ROME, Italy -- NATO is to help Italy investigate claims that Italian soldiers died because of exposure to ammunition in the Balkans.

Italy said on Wednesday it had questioned NATO over the use of depleted uranium in ammunition used in campaigns in Kosovo and Bosnia after it was revealed that six Italians who had served there had died of leukaemia.

Prime Minister Giuliano Amato said in an interview published in la Repubblica newspaper that alarm over the so-called "Balkan syndrome" was "more than legitimate."

"This is a very delicate situation," Amato said, adding that his government had only recently discovered that the depleted uranium ammunition was used in the earlier Bosnia mission as well as in Kosovo.

"We've always known that it was a danger only in absolutely exceptional circumstances ... while in normal circumstances it isn't dangerous at all," he said. "But now we're starting to have a justified fear that things aren't that simple."

On Thursday, Italian Foreign Minister Sergio Matarella is due to visit Kosovo to reassure troops still serving there that they are safe.

The visit comes, however, as Italy steps up a campaign to find out more about the ammunition.

A spokeswoman at NATO's headquarters in Brussels confirmed the alliance had received a request from Italy "for more information on the geographic use of the depleted uranium."

"NATO will do everything it can to provide this information ... Italy is a member country (of the alliance) and if it requests something, the alliance will do its best to help," the spokeswoman said.

Amato's acknowledgement that "Balkan syndrome" was of serious concern prompted swift reaction in Italy.

The Communist Refoundation Party, which supported the centre-left government from 1996-98, called for all Italian troops to be pulled out of the former Yugoslavia immediately.

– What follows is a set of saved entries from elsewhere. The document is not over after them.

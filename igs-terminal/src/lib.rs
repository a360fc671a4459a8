/// Terminal front-end for the IGS viewing pipeline
use crossterm::{
    cursor,
    event::{self, Event, KeyCode, KeyEvent, KeyEventKind, KeyModifiers},
    execute, queue,
    style::{Color, Print, ResetColor, SetForegroundColor},
    terminal::{self, ClearType},
};
use igs_core::{AxisAngles, Scene};
use log::{info, warn};
use std::io::{self, stdout, Write};
use std::time::{Duration, Instant};

pub mod logger;
pub mod renderer;

pub use renderer::AsciiRenderer;

/// Pan step as a fraction of the window width
const PAN_FRACTION: f64 = 0.05;
const ZOOM_STEP: f64 = 1.1;
const ROTATE_STEP: f64 = 15.0;
const LOG_LINES: usize = 4;

/// Main application struct for the terminal viewer
pub struct TerminalApp {
    scene: Scene,
    renderer: AsciiRenderer,
    width: u16,
    height: u16,
    running: bool,
    dirty: bool,
    last_frame: Instant,
    frame_count: u32,
    fps: f32,
}

impl TerminalApp {
    pub fn new(scene: Scene) -> io::Result<Self> {
        let (width, height) = terminal::size()?;
        Ok(Self::with_size(scene, width, height))
    }

    pub fn with_size(scene: Scene, width: u16, height: u16) -> Self {
        Self {
            scene,
            renderer: AsciiRenderer::new(width as usize, height as usize),
            width,
            height,
            running: true,
            dirty: true,
            last_frame: Instant::now(),
            frame_count: 0,
            fps: 0.0,
        }
    }

    pub fn scene(&self) -> &Scene {
        &self.scene
    }

    pub fn is_running(&self) -> bool {
        self.running
    }

    pub fn run(&mut self) -> io::Result<()> {
        terminal::enable_raw_mode()?;
        execute!(stdout(), terminal::EnterAlternateScreen, cursor::Hide)?;

        let result = self.main_loop();

        // Cleanup
        terminal::disable_raw_mode()?;
        execute!(stdout(), terminal::LeaveAlternateScreen, cursor::Show)?;

        result
    }

    fn main_loop(&mut self) -> io::Result<()> {
        let target_frame_time = Duration::from_millis(1000 / 30);

        while self.running {
            let frame_start = Instant::now();

            while event::poll(Duration::from_millis(0))? {
                match event::read()? {
                    Event::Key(key) => self.handle_key(key),
                    Event::Resize(width, height) => self.resize(width, height),
                    _ => {}
                }
            }

            if self.dirty {
                self.render()?;
                self.dirty = false;
            }

            self.frame_count += 1;
            let elapsed = frame_start.elapsed();
            if elapsed < target_frame_time {
                std::thread::sleep(target_frame_time - elapsed);
            }

            let now = Instant::now();
            if (now - self.last_frame).as_secs() >= 1 {
                self.fps = self.frame_count as f32 / (now - self.last_frame).as_secs_f32();
                self.frame_count = 0;
                self.last_frame = now;
            }
        }

        Ok(())
    }

    fn resize(&mut self, width: u16, height: u16) {
        self.width = width;
        self.height = height;
        self.renderer.resize(width as usize, height as usize);
        self.dirty = true;
    }

    /// Apply one key press to the scene
    pub fn handle_key(&mut self, key: KeyEvent) {
        let KeyEvent {
            code, modifiers, kind, ..
        } = key;
        if kind != KeyEventKind::Press {
            return;
        }

        let step = self.scene.window().bounds.width().abs() * PAN_FRACTION;
        let result = match code {
            KeyCode::Esc => {
                self.running = false;
                Ok(())
            }
            KeyCode::Char('c') if modifiers.contains(KeyModifiers::CONTROL) => {
                self.running = false;
                Ok(())
            }
            KeyCode::Left => self.scene.translate_window(-step, 0.0),
            KeyCode::Right => self.scene.translate_window(step, 0.0),
            KeyCode::Up => self.scene.translate_window(0.0, step),
            KeyCode::Down => self.scene.translate_window(0.0, -step),
            KeyCode::Char('+') | KeyCode::Char('=') => self.scene.zoom(1.0 / ZOOM_STEP),
            KeyCode::Char('-') => self.scene.zoom(ZOOM_STEP),
            KeyCode::Char('q') => self.scene.rotate_window(ROTATE_STEP),
            KeyCode::Char('e') => self.scene.rotate_window(-ROTATE_STEP),
            KeyCode::Char('i') => self.scene.rotate_window_3d(AxisAngles::new(ROTATE_STEP, 0.0, 0.0)),
            KeyCode::Char('k') => self.scene.rotate_window_3d(AxisAngles::new(-ROTATE_STEP, 0.0, 0.0)),
            KeyCode::Char('j') => self.scene.rotate_window_3d(AxisAngles::new(0.0, ROTATE_STEP, 0.0)),
            KeyCode::Char('l') => self.scene.rotate_window_3d(AxisAngles::new(0.0, -ROTATE_STEP, 0.0)),
            KeyCode::Char('u') => self.scene.rotate_window_3d(AxisAngles::new(0.0, 0.0, ROTATE_STEP)),
            KeyCode::Char('o') => self.scene.rotate_window_3d(AxisAngles::new(0.0, 0.0, -ROTATE_STEP)),
            // The camera looks down -VPN
            KeyCode::Char('w') => self.scene.translate_window_3d(0.0, 0.0, -step),
            KeyCode::Char('s') => self.scene.translate_window_3d(0.0, 0.0, step),
            KeyCode::Char('a') => self.scene.translate_window_3d(-step, 0.0, 0.0),
            KeyCode::Char('d') => self.scene.translate_window_3d(step, 0.0, 0.0),
            KeyCode::Char('r') => self.scene.translate_window_3d(0.0, step, 0.0),
            KeyCode::Char('f') => self.scene.translate_window_3d(0.0, -step, 0.0),
            KeyCode::Char('c') => self
                .scene
                .switch_clipping_algorithm()
                .map(|algorithm| info!("line clipping: {algorithm}")),
            KeyCode::Char('p') => self
                .scene
                .switch_lens_projection()
                .map(|mode| info!("projection: {mode}")),
            _ => return,
        };

        if let Err(err) = result {
            warn!("{err}");
        }
        self.dirty = true;
    }

    fn status_line(&self) -> String {
        format!(
            "IGS | {} | {} | objects {}/{} | FPS {:.0} | arrows pan +/- zoom q/e rotate ijkluo 3D wasdrf camera c clip p lens Esc quit",
            self.scene.clipping_algorithm(),
            self.scene.projection_mode(),
            self.scene.visible_objects().count(),
            self.scene.objects().len(),
            self.fps,
        )
    }

    fn render(&mut self) -> io::Result<()> {
        self.renderer.clear();
        self.renderer.render_scene(&self.scene);

        let mut stdout = stdout();
        queue!(stdout, cursor::MoveTo(0, 0), terminal::Clear(ClearType::All))?;
        self.renderer.draw(&mut stdout)?;

        let width = self.width as usize;
        let clip = |text: String| text.chars().take(width).collect::<String>();

        queue!(
            stdout,
            cursor::MoveTo(0, 0),
            SetForegroundColor(Color::Yellow),
            Print(clip(self.status_line())),
            ResetColor
        )?;

        let lines = logger::panel().recent(LOG_LINES);
        let top = self.height.saturating_sub(lines.len() as u16);
        for (row, line) in lines.into_iter().enumerate() {
            queue!(
                stdout,
                cursor::MoveTo(0, top + row as u16),
                SetForegroundColor(Color::DarkGrey),
                Print(clip(line)),
                ResetColor
            )?;
        }

        stdout.flush()?;
        Ok(())
    }
}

Franco Giordano, Refoundation's leader in the lower house of parliament, also called for Javier Solana, NATO's secretary-general during the Kosovo conflict of 1999, to resign from his current post as European Union foreign policy chief.

"He certainly cannot carry on in the role he's filling at the moment," Giordano said.

Leukemia Link

An association representing families of the six Italian dead released a copy of a document in English which it said was a list of NATO guidelines of how to deal with depleted uranium.

The association said the document, dated November 22, 1999 and apparently issued from the Yugoslav town of Pec, had never been given to troops before that date, although soldiers had by then spent months peacekeeping in Kosovo after a conflict in which uranium-tipped shells were used.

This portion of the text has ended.